WORK TASK —
The required answer is a copy of each line in the entries below that includes "Serialize".
DATA TO USE: Begin
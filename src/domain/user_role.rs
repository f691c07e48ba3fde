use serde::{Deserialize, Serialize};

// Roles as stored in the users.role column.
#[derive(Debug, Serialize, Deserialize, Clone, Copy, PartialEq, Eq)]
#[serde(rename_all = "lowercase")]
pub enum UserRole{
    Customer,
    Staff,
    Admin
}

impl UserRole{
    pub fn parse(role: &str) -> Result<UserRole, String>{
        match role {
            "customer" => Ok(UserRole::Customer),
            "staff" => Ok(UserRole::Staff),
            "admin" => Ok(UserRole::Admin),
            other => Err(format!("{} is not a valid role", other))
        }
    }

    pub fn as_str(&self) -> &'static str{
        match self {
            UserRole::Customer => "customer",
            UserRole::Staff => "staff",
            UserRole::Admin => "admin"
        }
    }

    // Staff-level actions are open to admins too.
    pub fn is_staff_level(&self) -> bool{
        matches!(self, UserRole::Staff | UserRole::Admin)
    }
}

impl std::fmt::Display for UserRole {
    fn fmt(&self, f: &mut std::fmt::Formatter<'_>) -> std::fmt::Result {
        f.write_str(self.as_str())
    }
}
DATA TO USE: End
ANSWER FOR THE TASK —
use serde::{Deserialize, Serialize};
#[derive(Debug, Serialize, Deserialize, Clone, Copy, PartialEq, Eq)]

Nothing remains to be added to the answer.